STRAWBERRY JAM TARTS


Jam Tarts

INGREDIENTS

  1. Refined floor - 250g    
  2. Butter (unsalted) -110g 
  3. Water cold  - 60 ml
  4. Salt - to taste
  5. Strawberry jam


METHOD

Step 1:



Preheat the oven to 180°C . Grease a hole tart tin with butter.


Step 2:

To make the pastry, put the flour and salt into a large bowl. Rub the butter into the flour using your fingertips until it looks like coarse breadcrumbs. 


Step 3:



Using a knife stir in enough cold water to bind the dough together. Wrap the pastry in cling film and chill in the fridge for fifteen to twenty minutes.


Step 4:



On a lightly floured surface, roll out the pastry to ½ cm thickness.

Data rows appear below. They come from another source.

//! Centralized error types for Nimbus.
//!
//! Every failure the dashboard can show ends up as an `AppError`; the UI only
//! ever displays `user_message()`, while `Display` keeps the detail for logs.

use thiserror::Error;

/// Generic text shown when a weather request fails without a provider message.
pub const GENERIC_FETCH_MESSAGE: &str = "Could not fetch weather data.";

/// Top-level application error type.
#[derive(Debug, Error)]
pub enum AppError {
    #[error("Network error: {0}")]
    Network(#[from] NetworkError),

    #[error("Storage error: {0}")]
    Storage(#[from] StorageError),

    #[error("Weather service error: {0}")]
    Weather(#[from] WeatherError),

    #[error("Location error: {0}")]
    Location(#[from] LocationError),

    #[error("Voice input error: {0}")]
    Voice(#[from] VoiceError),
}

impl AppError {
    /// Returns a user-friendly message suitable for display in the dashboard.
    pub fn user_message(&self) -> String {
        match self {
            AppError::Network(e) => e.user_message().to_string(),
            AppError::Storage(e) => e.user_message().to_string(),
            AppError::Weather(e) => e.user_message(),
            AppError::Location(e) => e.user_message().to_string(),
            AppError::Voice(e) => e.user_message().to_string(),
        }
    }
}

/// Network-related errors (HTTP, connectivity).
#[derive(Debug, Error)]
pub enum NetworkError {
    #[error("Connection failed: {0}")]
    ConnectionFailed(String),

    #[error("Request timed out")]
    Timeout,

    #[error("Server error: {status} - {message}")]
    ServerError { status: u16, message: String },

    #[error("Invalid response: {0}")]
    InvalidResponse(String),
}

impl NetworkError {
    pub fn user_message(&self) -> &'static str {
        match self {
            NetworkError::ConnectionFailed(_) => {
                "Unable to connect. Check your internet connection."
            }
            NetworkError::Timeout => "The request timed out. Please try again.",
            NetworkError::ServerError { status, .. } if *status >= 500 => {
                "The server is experiencing issues. Please try again later."
            }
            NetworkError::ServerError { .. } => "The request failed. Please try again.",
            NetworkError::InvalidResponse(_) => {
                "Received an unexpected response. Please try again."
            }
        }
    }
}

/// Local preference storage errors (SQLite).
#[derive(Debug, Error)]
pub enum StorageError {
    #[error("Storage unavailable: {0}")]
    Unavailable(String),

    #[error("Query failed: {0}")]
    QueryFailed(String),

    #[error("Data corruption detected: {0}")]
    Corruption(String),
}

impl StorageError {
    pub fn user_message(&self) -> &'static str {
        match self {
            StorageError::Unavailable(_) => {
                "Unable to access saved preferences. Try restarting the app."
            }
            StorageError::QueryFailed(_) => "Saving your preferences failed. Please try again.",
            StorageError::Corruption(_) => {
                "Saved preferences may be corrupted. Consider resetting app data."
            }
        }
    }
}

/// Weather acquisition errors as the user sees them.
#[derive(Debug, Error)]
pub enum WeatherError {
    #[error("City not found: {0}")]
    CityNotFound(String),

    /// Carries the provider's own message when one was returned.
    #[error("Weather acquisition failed: {0}")]
    Acquisition(String),
}

impl WeatherError {
    pub fn user_message(&self) -> String {
        match self {
            WeatherError::CityNotFound(_) => {
                "City not found. Please check the spelling.".to_string()
            }
            WeatherError::Acquisition(msg) if !msg.trim().is_empty() => msg.clone(),
            WeatherError::Acquisition(_) => GENERIC_FETCH_MESSAGE.to_string(),
        }
    }
}

/// Position lookup failures.
#[derive(Debug, Clone, Copy, PartialEq, Eq, Error)]
pub enum LocationError {
    #[error("Location permission denied")]
    PermissionDenied,

    #[error("Position unavailable")]
    PositionUnavailable,

    #[error("Location request timed out")]
    Timeout,

    #[error("Location lookup unsupported")]
    Unsupported,
}

impl LocationError {
    pub fn user_message(&self) -> &'static str {
        match self {
            LocationError::PermissionDenied => "You denied the request for your location.",
            LocationError::PositionUnavailable => "Location information is unavailable.",
            LocationError::Timeout => "The request to get your location timed out.",
            LocationError::Unsupported => "Location lookup is not supported on this system.",
        }
    }
}

/// Speech recognition failures.
#[derive(Debug, Clone, PartialEq, Eq, Error)]
pub enum VoiceError {
    #[error("No speech detected")]
    NoSpeech,

    #[error("No microphone available")]
    NoMicrophone,

    #[error("Microphone permission denied")]
    PermissionDenied,

    #[error("Speech recognition unsupported")]
    Unsupported,

    #[error("Speech recognition failed: {0}")]
    Other(String),
}

impl VoiceError {
    pub fn user_message(&self) -> &'static str {
        match self {
            VoiceError::NoSpeech => "No speech was detected. Please try again.",
            VoiceError::NoMicrophone => "Microphone not found. Ensure it is enabled.",
            VoiceError::PermissionDenied => "Permission to use microphone was denied.",
            VoiceError::Unsupported => "Voice search is not supported on this system.",
            VoiceError::Other(_) => "An error occurred during voice recognition.",
        }
    }
}

/// Extension trait for converting reqwest errors to our error types.
pub trait ReqwestErrorExt {
    fn into_network_error(self) -> NetworkError;
}

impl ReqwestErrorExt for reqwest::Error {
    fn into_network_error(self) -> NetworkError {
        if self.is_timeout() {
            NetworkError::Timeout
        } else if self.is_connect() {
            NetworkError::ConnectionFailed(self.to_string())
        } else if let Some(status) = self.status() {
            NetworkError::ServerError {
                status: status.as_u16(),
                message: self.to_string(),
            }
        } else if self.is_decode() {
            NetworkError::InvalidResponse(self.to_string())
        } else {
            NetworkError::ConnectionFailed(self.to_string())
        }
    }
}

/// Extension trait for converting rusqlite errors to our error types.
pub trait RusqliteErrorExt {
    fn into_storage_error(self) -> StorageError;
}

impl RusqliteErrorExt for rusqlite::Error {
    fn into_storage_error(self) -> StorageError {
        match &self {
            rusqlite::Error::SqliteFailure(_, Some(msg)) if msg.contains("corrupt") => {
                StorageError::Corruption(self.to_string())
            }
            rusqlite::Error::SqliteFailure(err, _)
                if err.code == rusqlite::ErrorCode::CannotOpen =>
            {
                StorageError::Unavailable(self.to_string())
            }
            _ => StorageError::QueryFailed(self.to_string()),
        }
    }
}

Use a round cutter to cut discs of pastry, slightly larger than the hole in the tin, then press one disc into each hole.


Step 5:



Spoon a  teaspoon of strawberry jam into each pastry case. Bake in the oven for ten to fifteen minutes or until golden brown. Remove the tarts from the oven and cool on a wire rack.

Tip:
  you can also Blind Baking the shell for 5  min or half done and add the jam and bake it once again for 10 minutes or till its full done.